All of these local names, Dewey Sackett, Charles Votrie, James Hannah, Lee Kingdon, Willis Peck, Glenn Loomis, Florence Carney, John Arneth and many more. All young lives cut short in the War to End All Wars.
That was nearly 100 years ago. We may see their names on gravestones, or memorial markers or on honor rolls, but we know only the names. We don't know where they lived, where they worked, who they loved, what they dreamed or how they died.
They're war dead. That's what we know. So we honor them.
Former Le Roy resident Terry Krautwurst thought we should know more. We may read the names, but we shouldn't forget the people, so he has given us, residents of Genesee County, a gift -- a gift of remembrance.
For the past six years, Krautwurst has researched the war dead of Genesee County from World War I. He combed through newspaper articles and federal archives in St. Louis and Kansas City, Mo., in an attempt to identify all of the World War I men and women from Genesee County who died while serving their country.
He's compiled biographies, complete with military service records, detailing those lives, lifted from newspapers and death records, concerning 78 people who died during the war while in uniform.
That's a longer honor roll than probably anybody ever really knew about.
It was discrepancies in honor rolls that prompted Kautwurst's research in the first place.
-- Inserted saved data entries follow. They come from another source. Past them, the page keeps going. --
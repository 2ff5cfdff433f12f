//! Handler registry with per-handler failure isolation.
//!
//! Components register handlers; dispatch calls every handler in registration
//! order. A handler that returns an error or panics is logged and skipped, and
//! the remaining handlers still run.

use anyhow::Result;
use std::panic::{catch_unwind, AssertUnwindSafe};
use std::sync::{Arc, PoisonError, RwLock};

type Handler<E> = Arc<dyn Fn(&E) -> Result<()> + Send + Sync>;

/// Counts from one dispatch round.
#[derive(Clone, Copy, Debug, Default, PartialEq, Eq)]
pub struct DispatchReport {
    pub succeeded: usize,
    pub failed: usize,
}

pub struct HandlerSet<E> {
    label: &'static str,
    handlers: RwLock<Vec<(String, Handler<E>)>>,
}

impl<E> HandlerSet<E> {
    /// `label` names the event kind in log lines (e.g. "motion").
    pub fn new(label: &'static str) -> Self {
        Self {
            label,
            handlers: RwLock::new(Vec::new()),
        }
    }

    pub fn register<F>(&self, name: impl Into<String>, handler: F)
    where
        F: Fn(&E) -> Result<()> + Send + Sync + 'static,
    {
        self.handlers
            .write()
            .unwrap_or_else(PoisonError::into_inner)
            .push((name.into(), Arc::new(handler)));
    }

    pub fn len(&self) -> usize {
        self.handlers
            .read()
            .unwrap_or_else(PoisonError::into_inner)
            .len()
    }

    pub fn is_empty(&self) -> bool {
        self.len() == 0
    }

    pub fn dispatch(&self, event: &E) -> DispatchReport {
        // Snapshot so handlers may register more handlers without deadlocking.
        let handlers: Vec<(String, Handler<E>)> = self
            .handlers
            .read()
            .unwrap_or_else(PoisonError::into_inner)
            .clone();

        let mut report = DispatchReport::default();
        for (name, handler) in handlers {
            match catch_unwind(AssertUnwindSafe(|| handler(event))) {
                Ok(Ok(())) => report.succeeded += 1,
                Ok(Err(err)) => {
                    report.failed += 1;
                    log::error!("{} handler '{}' failed: {:#}", self.label, name, err);
                }
                Err(_) => {
                    report.failed += 1;
                    log::error!("{} handler '{}' panicked", self.label, name);
                }
            }
        }
        report
    }
}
"In 2009, while researching the World War I career of my grandfather, Stanley Crocker, of Le Roy, I noticed that the number of names on honor roll lists of Genesee County war dead that had been published in area newspapers varied," Krautwurst said. "They varied not just in number, from 52 to 61, but also the names themselves varied."
Untangling the mystery of the lists became a passion for Krautwurst.
"It seemed only right and proper to set the record straight," Krautwurst said. "I decided to research and resolve the discrepancies and produce an updated and maybe more accurate list. I figured it would take me a few weeks."
Krauthwurst donated the research of his six-year-long research project to the Genesee County History Department last week.
"Terry has performed an invaluable service to the county," said Michael Eula, director of the history department. "This is a tremendous resource and I doubt it's going to be seen in many other counties around the country regarding the first World War."
The deeper Krautwurst dug, the more discrepancies he found, including misspelled names, incorrect dates, hometowns and military assignments.
He kept detailed files on each of the war dead and his records, and the stories he tells of each person, fills eight volumes that will be available to the public at the history department in County Building #2.
"This provides a wealth of primary source information to first and foremost family members who still may be still wondering what happened generations ago and researchers looking at the local impact of the first World War, so this is an incredibly rich and valuable addition to the county archives," Eula said.
Krautwurst photocopied more than 1,200 military documents, which in some cases, include eyewitness accounts of a soldier's death and letters from a fallen soldier's parents.
"Sometimes, when I opened a soldier's file, I found his dog tags, which I photographed," Krauthwurst said.
Flipping through the pages and reading Krautwurst's articles, you learn family histories, the schools that soldiers attended, where they worked before getting drafted or enlisting, what they did in their spare time and, importantly, how and where they died.
Some died in the fields of France or the hills of Italy. Some died in combat, others hours and days later after their mangled bodies were borne on a stretcher to some field hospital. Some died from disease and some died in accidents.
"What has caught my eye is the playing out locally of what historians have talked about for a long time regarding the first World War," Eula said. "For example, a number of deaths were not the result in combat. Somebody gets killed in an auto accident when they're training someplace in the country. It shows the complexity of the moment."
The archive, Krautwurst hopes, will help us know better the people behind the names who sacrificed everything in a war often remembered for its brutality and how it reshaped society.
"These people who gave so much were right on the edge of forgotten," Krautwurst said. "I just didn't want that to happen."
County Historian Michael Eula with the eight volume of World War I war dead compiled by Terry Krautwurst.